このお祭りの一番すごいところは、普段の厳しい身分制度やルールが完全に無視されたことです。男性が女性の着物を着て女装したり、逆に女性が男装したりと、まさに「なんでもアリ」の無礼講でした。さらに、踊り狂う群衆が裕福な商人やお金持ちの家に勝手に上がり込み、「お祝いだ!酒とご飯を出せ!」と要求。家主も断ることができず、タダでご馳走を振る舞わなければなりませんでした。貧しい庶民たちにとって、究極のストレス発散パーティーだったのです。
人々が歌った「ええじゃないか」の歌詞には、当時のリアルな気持ちが隠されていました。「今年の豊作はええじゃないか」といった素朴な喜びから、「長州の兵隊が上ってきてもええじゃないか」「幕府が倒れてもええじゃないか」といった、明らかに政治的なメッセージが含まれているものまでありました。もはや幕府に期待をしていない民衆たちが、「新しい勢力が来て、今の苦しい生活を変えてくれるなら誰でもいい!」という本音を歌に乗せて叫んでいたのです。

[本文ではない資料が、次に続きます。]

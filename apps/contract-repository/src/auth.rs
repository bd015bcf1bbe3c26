use axum::extract::{Request, State};
use axum::http::header::{AUTHORIZATION, WWW_AUTHENTICATE};
use axum::http::{HeaderMap, HeaderValue, StatusCode};
use axum::middleware::Next;
use axum::response::{Html, IntoResponse, Response};
use base64::Engine as _;
use base64::engine::general_purpose::STANDARD;
use sha2::{Digest, Sha256};

use crate::AppState;

pub const REALM: &str = "WirePact Contract Repository";

/// Username and password expected in `Authorization: Basic` headers.
#[derive(Clone)]
pub struct BasicCredentials {
    user_digest: [u8; 32],
    pass_digest: [u8; 32],
}

impl std::fmt::Debug for BasicCredentials {
    fn fmt(&self, f: &mut std::fmt::Formatter<'_>) -> std::fmt::Result {
        f.debug_struct("BasicCredentials").finish_non_exhaustive()
    }
}

impl BasicCredentials {
    pub fn new(user: &str, pass: &str) -> Self {
        Self {
            user_digest: digest(user),
            pass_digest: digest(pass),
        }
    }

    /// Compares digests so the check does not short-circuit on the first
    /// differing byte of the secret.
    pub fn verify(&self, user: &str, pass: &str) -> bool {
        let user_ok = digest(user) == self.user_digest;
        let pass_ok = digest(pass) == self.pass_digest;
        user_ok & pass_ok
    }

    pub fn verify_headers(&self, headers: &HeaderMap) -> bool {
        match parse_basic_authorization(headers) {
            Some((user, pass)) => self.verify(&user, &pass),
            None => false,
        }
    }
}

fn digest(value: &str) -> [u8; 32] {
    Sha256::digest(value.as_bytes()).into()
}

/// Decodes `Authorization: Basic base64(user:pass)`.
pub fn parse_basic_authorization(headers: &HeaderMap) -> Option<(String, String)> {
    let value = headers.get(AUTHORIZATION)?.to_str().ok()?.trim();
    let (scheme, encoded) = value.split_once(' ')?;
    if !scheme.eq_ignore_ascii_case("basic") {
        return None;
    }
    let decoded = STANDARD.decode(encoded.trim()).ok()?;
    let decoded = String::from_utf8(decoded).ok()?;
    let (user, pass) = decoded.split_once(':')?;
    Some((user.to_string(), pass.to_string()))
}

pub async fn basic_auth_gate(
    State(state): State<AppState>,
    request: Request,
    next: Next,
) -> Response {
    if state.credentials.verify_headers(request.headers()) {
        return next.run(request).await;
    }

    tracing::warn!(path = %request.uri().path(), "rejected request without valid basic credentials");
    unauthorized_challenge()
}

pub fn unauthorized_challenge() -> Response {
    let mut response = (
        StatusCode::UNAUTHORIZED,
        Html("<h1>401 Unauthorized</h1>".to_string()),
    )
        .into_response();
    if let Ok(challenge) = HeaderValue::from_str(&format!("Basic realm=\"{REALM}\"")) {
        response.headers_mut().insert(WWW_AUTHENTICATE, challenge);
    }
    response
}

空からお札が降ってきたのは、本当に神様の奇跡だったのでしょうか?実は、歴史の研究では「幕府を倒そうとしていた薩摩藩や長州藩の志士たちが、わざとお札を撒いたのでは?」という説が有力です。民衆を熱狂させて社会を大パニックに陥れれば、江戸幕府の警察機能はマヒし、政治の力が完全に失われたことをアピールできるからです。倒幕派は、この「ええじゃないか」の大騒ぎを巧みに利用して、幕府を追い詰める絶好のチャンスを作り出したとも言われています。
「ええじゃないか」の熱狂は、京都から大坂、さらには江戸の近くまで、東海道を通ってすさまじい勢いで全国へと飛び火していきました。幕府の役人たちも「勝手な騒ぎはやめろ!」と取り締まろうとしましたが、何万人もの民衆が一斉に踊り狂うエネルギーの前では、警察の力など全く通用しませんでした。役人たちも呆然と見守るしかなく、江戸幕府がすでに日本全国をまとめる権力と治安維持のパワーを失ってしまったことが、誰の目にも明らかになったのです。
この「ええじゃないか」の大パニックがピークに達していた1867年10月、ついに歴史の特大ドミノが倒れます。京都の二条城で、第15代将軍・徳川慶喜(とくがわよしのぶ)が、政治の権力を天皇にお返しする大政奉還(たいせいほうかん)を行ったのです。民衆が町で「ええじゃないか!」と踊り狂っているその裏で、約260年続いた江戸幕府が事実上の終わりを迎えるという、日本史上で最も劇的で、奇妙なコントラストが描かれた瞬間でした。
大政奉還が終わり、季節が秋から冬へと変わる1867年12月頃。あんなに日本中を狂喜乱舞させていた「ええじゃないか」の騒ぎは、嘘のようにピタッと静まり返りました。まるでお祭りが終わった後のように、人々は我に返り、再び日常の生活へと戻っていったのです。しかし、社会の空気は完全に変わっていました。民衆が爆発させた凄まじいエネルギーは、古い時代を完全に吹き飛ばし、新しい時代を受け入れる準備を見事に完了させていたのです。
「ええじゃないか」は、一見するとただの集団パニックや集団ヒステリーに見えます。しかし、歴史的に見ると「名もなき庶民たちが、時代の大きな変わり目に見せた巨大なパワー」の象徴です。政治の表舞台では武士たちが刀で戦っていましたが、庶民たちもまた「踊り」と「歌」という平和的な武器を使って、古い幕府の権威を笑い飛ばし、明治維新への道を後押ししました。日本の歴史が大きく動く時、そこには必ず民衆の熱いエネルギーが存在していたのです。